In fact there will be an infinite number of Frasers & Pamelas having this conversation because if it’s an infinite universe, everything has to exist an infinite number of times.
Pamela: And it starts to get really screwball.
Fraser: Like it starts; like the things that I just said isn’t screwball enough.
Pamela: So here’s where you start to go augh! Because like you said, in a truly infinite universe you start getting into infinite numbers of the same thing happening over and over again no matter how small the probability you eventually find it.
Now if you have a small enough finite universe, the light wraps around and we can see us in the past.
Fraser: Right. I believe we talked about that since the universe is flat parallel lines move in the same direction. You look one direction and once you hit the edge of the universe as it were, that’s just the back of your head.
There is no edge and so in all directions at the most distant thing, what you will see is where you started. But then I guess you would look past your own shoulder and see further, right?
Pamela: Well, what’s so cool about that idea, which doesn’t work out it turns out, is we could in principle if the universe were finite and small enough, look and see what the Earth looked like 10 billion years ago. That would be so cool to actually watch the evolution of the planet.

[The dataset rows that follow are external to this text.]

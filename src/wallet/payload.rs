//! Transfer payload construction.
//!
//! Jetton transfers are internal messages to the sender's own jetton wallet
//! whose body is a TEP-74 `transfer`:
//!
//! ```text
//! transfer#0f8a7ea5 query_id:uint64 amount:(VarUInteger 16)
//!     destination:MsgAddress response_destination:MsgAddress
//!     custom_payload:(Maybe ^Cell) forward_ton_amount:(VarUInteger 16)
//!     forward_payload:(Either Cell ^Cell)
//! ```
//!
//! Cells and BOC serialization come from `tonlib-core`.

use base64::Engine;
use num_bigint::BigUint;
use serde::{Deserialize, Serialize};
use tonlib_core::cell::{BagOfCells, Cell, CellBuilder};
use tonlib_core::TonAddress;

use crate::wallet::types::{WalletError, WalletResult};

/// TEP-74 `transfer` opcode.
pub const JETTON_TRANSFER_OP: u32 = 0x0f8a7ea5;

/// Opcode of a plain text comment.
pub const COMMENT_OP: u32 = 0;

/// Longest comment that fits in one cell next to its opcode: (1023 - 32) / 8.
pub const MAX_COMMENT_BYTES: usize = 123;

/// VarUInteger 16 holds at most 15 bytes.
const MAX_COINS_BITS: u64 = 120;

/// How jetton transfers are carried out.
#[derive(Debug, Clone, Copy, PartialEq, Eq, Serialize, Deserialize, Default)]
#[serde(rename_all = "snake_case")]
pub enum TransferStyle {
    /// Build the transfer cell locally and send it through the wallet.
    #[default]
    JettonCell,
    /// Post `{token, amount}` to the indexer relay endpoint.
    IndexerRelay,
}

/// Parse a base-unit amount. Only plain decimal digits are accepted.
pub fn parse_amount(raw: &str) -> WalletResult<BigUint> {
    let digits = raw.trim();
    if digits.is_empty() || !digits.bytes().all(|b| b.is_ascii_digit()) {
        return Err(WalletError::InvalidAmount(raw.to_string()));
    }

    let value = BigUint::parse_bytes(digits.as_bytes(), 10)
        .ok_or_else(|| WalletError::InvalidAmount(raw.to_string()))?;
    if value.bits() > MAX_COINS_BITS {
        return Err(WalletError::InvalidAmount(raw.to_string()));
    }
    Ok(value)
}

/// Parameters of a single jetton transfer body.
#[derive(Debug, Clone)]
pub struct JettonTransfer {
    pub query_id: u64,
    /// Jetton amount in base units.
    pub amount: BigUint,
    /// Owner that receives the jettons.
    pub destination: TonAddress,
    /// Where excess TON is returned, normally the sender.
    pub response_destination: TonAddress,
    /// Nanotons forwarded to `destination` with the notification.
    pub forward_ton_amount: BigUint,
    /// Optional text attached as forward payload.
    pub comment: Option<String>,
}

/// Build a text comment cell.
pub fn build_comment_cell(text: &str) -> WalletResult<Cell> {
    if text.len() > MAX_COMMENT_BYTES {
        return Err(WalletError::CommentTooLong {
            len: text.len(),
            max: MAX_COMMENT_BYTES,
        });
    }

    let mut builder = CellBuilder::new();
    builder.store_u32(32, COMMENT_OP)?;
    builder.store_slice(text.as_bytes())?;
    Ok(builder.build()?)
}

/// Build the `transfer` body for the sender's jetton wallet.
pub fn build_jetton_transfer_body(transfer: &JettonTransfer) -> WalletResult<Cell> {
    let mut builder = CellBuilder::new();
    builder
        .store_u32(32, JETTON_TRANSFER_OP)?
        .store_u64(64, transfer.query_id)?
        .store_coins(&transfer.amount)?
        .store_address(&transfer.destination)?
        .store_address(&transfer.response_destination)?
        .store_bit(false)? // no custom payload
        .store_coins(&transfer.forward_ton_amount)?;

    match &transfer.comment {
        Some(text) => {
            let comment = build_comment_cell(text)?;
            builder.store_bit(true)?.store_reference(&comment.to_arc())?;
        }
        None => {
            builder.store_bit(false)?;
        }
    }

    Ok(builder.build()?)
}

/// Serialize `cell` as a base64 BOC, the form wallets expect in `payload`.
pub fn encode_boc_base64(cell: Cell) -> WalletResult<String> {
    let bytes = BagOfCells::from_root(cell).serialize(true)?;
    Ok(base64::engine::general_purpose::STANDARD.encode(bytes))
}
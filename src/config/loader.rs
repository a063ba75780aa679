//! Configuration loading from disk.

use std::fs;
use std::path::Path;

use crate::config::schema::LinkConfig;
use crate::config::validation::{validate_config, ValidationError};

/// Error type for configuration loading.
#[derive(Debug, thiserror::Error)]
pub enum ConfigError {
    #[error("IO error: {0}")]
    Io(#[from] std::io::Error),

    #[error("Parse error: {0}")]
    Parse(#[from] toml::de::Error),

    #[error("Validation failed: {}", join(.0))]
    Validation(Vec<ValidationError>),
}

fn join(errors: &[ValidationError]) -> String {
    errors
        .iter()
        .map(ToString::to_string)
        .collect::<Vec<_>>()
        .join(", ")
}

/// Parse and validate configuration from a TOML string.
pub fn parse_config(content: &str) -> Result<LinkConfig, ConfigError> {
    let config: LinkConfig = toml::from_str(content)?;
    validate_config(&config).map_err(ConfigError::Validation)?;
    Ok(config)
}

/// Load and validate configuration from a TOML file.
pub fn load_config(path: &Path) -> Result<LinkConfig, ConfigError> {
    let content = fs::read_to_string(path)?;
    parse_config(&content)
}
//! Metrics collection.
//!
//! # Metrics
//! - `indexer_requests_total` (counter): indexer calls by endpoint
//! - `indexer_request_failures_total` (counter): failed calls by endpoint, reason
//! - `wallet_transactions_total` (counter): submitted transactions by kind, outcome
//! - `wallet_connection_changes_total` (counter): connect/disconnect transitions

/// Record an indexer request attempt.
pub fn record_indexer_request(endpoint: &'static str) {
    metrics::counter!("indexer_requests_total", "endpoint" => endpoint).increment(1);
}

/// Record a failed indexer request.
pub fn record_indexer_failure(endpoint: &'static str, reason: &'static str) {
    metrics::counter!(
        "indexer_request_failures_total",
        "endpoint" => endpoint,
        "reason" => reason
    )
    .increment(1);
}

/// Record a transaction handed to the wallet or the relay.
pub fn record_transaction(kind: &'static str, outcome: &'static str) {
    metrics::counter!(
        "wallet_transactions_total",
        "kind" => kind,
        "outcome" => outcome
    )
    .increment(1);
}

/// Record a connection state transition mirrored into the store.
pub fn record_connection_change(state: &'static str) {
    metrics::counter!("wallet_connection_changes_total", "state" => state).increment(1);
}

Fraser: But if is was small enough wouldn’t we it a billion light years and the just past the Earth there’s another Earth and that one we’re seeing at 2 billion years ago?
Pamela: That’s if you’re really tiny. And we really would have noticed that by now. It’s not that tiny. But there was some hope, dashed horribly by the Wilkinson Microwave Anisotropy Probe that perhaps we lived in a universe that was either a four-dimensional toroid or some hyper-dodecahedron which is just fun to say.
If the universe was small enough we could look out at the cosmic microwave background and see in different places on the cosmic microwave background identical splotches of light. Identical places where we’re basically looking out the front door of the universe and seeing in through the back door.
Fraser: And we don’t see that.
Pamela: We don’t see that.
Fraser: So then wouldn’t that just say well fine then, that’s not true? When physicists say you’re looking out the front door and you’re seeing the back door shouldn’t that evidence from WMAP have said no?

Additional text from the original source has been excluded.